Schemat Nieufności/Skrzywdzenia (przeczytaj czym są schematy) to przekonanie, że inni ludzie oszukują, manipulują i próbują wykorzystać mnie do własnych celów. W umiarkowanej formie schemat ten sprawia, że mogę uważać, iż ludzie dbają tylko o siebie i swój interes, natomiast gdy schemat jest bardzo silny, może również podpowiadać, że inni celowo chcą mnie upokorzyć albo zranić.

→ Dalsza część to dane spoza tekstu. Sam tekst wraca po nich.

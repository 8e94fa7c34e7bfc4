//! Process-wide lifecycle state machine.
//!
//! States only move forward. `Exiting` and `Failed` are absorbing and can be
//! entered from anywhere; every wait on the state gives up once one of them
//! is reached.

use dermis_types::{Error, Result};
use parking_lot::{Condvar, Mutex};
use serde::Serialize;
use std::sync::atomic::{AtomicBool, Ordering};
use std::time::{Duration, Instant};
use tracing::info;

#[derive(Debug, Clone, Copy, PartialEq, Eq, PartialOrd, Ord, Hash, Serialize)]
#[serde(rename_all = "snake_case")]
pub enum SystemState {
    Init,
    ReadyForSources,
    NoMoreSources,
    SourcesIntroduced,
    StructuresBuilt,
    TasksSpawned,
    Calibrating,
    Regionalizing,
    RegionalizationDone,
    Operational,
    Exiting,
    Failed,
}

impl SystemState {
    /// Short phase name shown on the status surface.
    pub fn phase_name(self) -> &'static str {
        match self {
            SystemState::Init => "init",
            SystemState::ReadyForSources => "devs",
            SystemState::NoMoreSources | SystemState::SourcesIntroduced => "nodevs",
            SystemState::StructuresBuilt | SystemState::TasksSpawned => "built",
            SystemState::Calibrating => "clbr",
            SystemState::Regionalizing => "rgn",
            SystemState::RegionalizationDone => "preop",
            SystemState::Operational => "op",
            SystemState::Exiting => "exit",
            SystemState::Failed => "fail",
        }
    }

    #[inline]
    pub fn is_terminal(self) -> bool {
        matches!(self, SystemState::Exiting | SystemState::Failed)
    }

    /// Writers exist and the state is not terminal.
    #[inline]
    pub fn tasks_running(self) -> bool {
        self >= SystemState::TasksSpawned && !self.is_terminal()
    }
}

pub struct Lifecycle {
    state: Mutex<SystemState>,
    changed: Condvar,
    step: Duration,
}

impl Lifecycle {
    /// `step` bounds every single wait so cancellation flags are polled.
    pub fn new(step: Duration) -> Self {
        Self {
            state: Mutex::new(SystemState::Init),
            changed: Condvar::new(),
            step,
        }
    }

    #[inline]
    pub fn state(&self) -> SystemState {
        *self.state.lock()
    }

    pub fn is_terminal(&self) -> bool {
        self.state().is_terminal()
    }

    /// Move `from -> to`; fails if the current state is not `from`.
    pub fn advance(&self, from: SystemState, to: SystemState) -> bool {
        let mut st = self.state.lock();
        if *st != from || to <= from {
            return false;
        }
        *st = to;
        drop(st);
        info!(from = from.phase_name(), to = to.phase_name(), ?to, "state change");
        self.changed.notify_all();
        true
    }

    /// Run `f` with the state locked; `f` may replace it with a later state.
    pub(crate) fn update<R>(&self, f: impl FnOnce(&mut SystemState) -> R) -> R {
        let mut st = self.state.lock();
        let before = *st;
        let r = f(&mut st);
        let after = *st;
        drop(st);
        if after != before {
            info!(to = after.phase_name(), ?after, "state change");
            self.changed.notify_all();
        }
        r
    }

    pub fn fail(&self) {
        self.enter_terminal(SystemState::Failed);
    }

    pub fn exit(&self) {
        self.enter_terminal(SystemState::Exiting);
    }

    fn enter_terminal(&self, to: SystemState) {
        let mut st = self.state.lock();
        if st.is_terminal() {
            return;
        }
        *st = to;
        drop(st);
        info!(to = to.phase_name(), "state change");
        self.changed.notify_all();
    }

    /// Block until `pred` holds for the state.
    ///
    /// Gives up with `TooLate` when a terminal state is reached first, and
    /// with `Fail` when `cancel` is raised or `timeout` passes.
    pub fn wait_until(
        &self,
        pred: impl Fn(SystemState) -> bool,
        cancel: Option<&AtomicBool>,
        timeout: Option<Duration>,
    ) -> Result<SystemState> {
        let deadline = timeout.map(|t| Instant::now() + t);
        let mut st = self.state.lock();
        loop {
            if pred(*st) {
                return Ok(*st);
            }
            if st.is_terminal() {
                return Err(Error::TooLate);
            }
            if cancel.is_some_and(|c| c.load(Ordering::Relaxed)) {
                return Err(Error::Fail);
            }
            let mut wake = Instant::now() + self.step;
            if let Some(d) = deadline {
                if Instant::now() >= d {
                    return Err(Error::Fail);
                }
                wake = wake.min(d);
            }
            self.changed.wait_until(&mut st, wake);
        }
    }
}

#[cfg(test)]
mod tests {
    use super::*;
    use std::sync::Arc;
    use std::thread;

    #[test]
    fn advances_only_forward_from_the_expected_state() {
        let lc = Lifecycle::new(Duration::from_millis(5));
        assert!(!lc.advance(SystemState::ReadyForSources, SystemState::NoMoreSources));
        assert!(lc.advance(SystemState::Init, SystemState::ReadyForSources));
        assert!(!lc.advance(SystemState::ReadyForSources, SystemState::Init));
        assert_eq!(lc.state().phase_name(), "devs");
    }

    #[test]
    fn terminal_states_absorb() {
        let lc = Lifecycle::new(Duration::from_millis(5));
        lc.fail();
        lc.exit();
        assert_eq!(lc.state(), SystemState::Failed);
        assert!(!lc.advance(SystemState::Failed, SystemState::Failed));
    }

    #[test]
    fn waiters_wake_on_progress_and_on_failure() {
        let lc = Arc::new(Lifecycle::new(Duration::from_millis(5)));
        let l2 = Arc::clone(&lc);
        let waiter = thread::spawn(move || {
            l2.wait_until(|s| s >= SystemState::ReadyForSources, None, None)
        });
        thread::sleep(Duration::from_millis(10));
        lc.advance(SystemState::Init, SystemState::ReadyForSources);
        assert_eq!(waiter.join().unwrap(), Ok(SystemState::ReadyForSources));

        let l3 = Arc::clone(&lc);
        let waiter =
            thread::spawn(move || l3.wait_until(|s| s == SystemState::Operational, None, None));
        thread::sleep(Duration::from_millis(10));
        lc.fail();
        assert_eq!(waiter.join().unwrap(), Err(Error::TooLate));
    }

    #[test]
    fn wait_honors_cancel_and_timeout() {
        let lc = Lifecycle::new(Duration::from_millis(2));
        let cancel = AtomicBool::new(true);
        assert_eq!(
            lc.wait_until(|s| s == SystemState::Operational, Some(&cancel), None),
            Err(Error::Fail)
        );
        assert_eq!(
            lc.wait_until(
                |s| s == SystemState::Operational,
                None,
                Some(Duration::from_millis(10))
            ),
            Err(Error::Fail)
        );
    }
}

Schemat nieufności sprawia, że posiadający go ludzie stają się bardzo czujni i podejrzliwi. Mając go trudno zrelaksować się i odprężyć będąc wśród ludzi, ponieważ schemat ten generuje dużo lęku i złości, a nierzadko również poczucie bezsilności. To schemat, który często występuje u osób z osobowością borderline czy u Dorosłych Dzieci Alkoholików. Jest to główny schemat w osobowości paranoicznej.
Jak Schemat Nieufności wpływa na życie?
Schemat nieufności silnie wpływa na poczucie bezpieczeństwa w relacjach. To schemat ofiary, ale też schemat kata. Dla osób posiadających ten schemat przemoc i naruszanie granic drugiej osoby jest czymś dobrze znanym.
Osoby poddające się temu schematowi (przeczytaj o stylach radzenia sobie) łatwo mogą stawać się ofiarami przemocy i nadużyć wybierając sobie agresywnych partnerów bądź też nie broniąc się przed nadużywającym, skłonnym do mobbingu szefem. Mogą też mieć dużą trudność w uwalnianiu się z takich relacji. Kryje się za tym logika schematu: skoro inni ranią i wykorzystują, to po co zmieniać partnera bądź pracę? Gdzie indziej pewnie będzie tak samo albo nawet gorzej…
Radząc sobie ze schematem nieufności przez unikanie osoby posiadające go będą skłonne do trzymania innych na dystans. Będą starać się nie dopuścić do potencjalnego zranienia ukrywając swoje uczucia i myśli.
Z kolei nadmiernie kompensując schemat nieufności łatwo można zacząć zachowywać się w agresywny sposób. Takie osoby mogą atakować innych, oskarżać i obwiniać ich o próby wykorzystania i działania na ich szkodę. W kłótniach mogą obrażać i wyzywać partnera. Mogą również manipulować, kłamać i składać obietnice bez zamiaru ich dotrzymania. Mogą też mścić się aby w ten sposób zrewanżować się za faktyczne i domniemane krzywdy. Próbując nie dopuścić do bycia zranionym czy wykorzystanym łatwo mogą stać się katem raniącym i wykorzystującym innych.
Zobacz przykłady działania schematu nieufności/skrzywdzenia w życiu.
Skąd bierze się Schemat Nieufności?
U podłoża schematu nieufności zazwyczaj leżą doświadczenia bycia zranionym, zdradzonym, upokarzanym czy wykorzystywanym. Osoby, u których rozwinął się schemat nieufności, zwykle mają za sobą któreś z poniższych doświadczeń:
- Fizyczna przemoc ze strony kogoś z bliskiego otoczenia – matki, ojca, rodzeństwa bądź innych osób. Warto tu zaznaczyć, że schemat nieufności mogę rozwinąć nie tylko jako ofiara przemocy, ale również jako dziecko będące jej świadkiem.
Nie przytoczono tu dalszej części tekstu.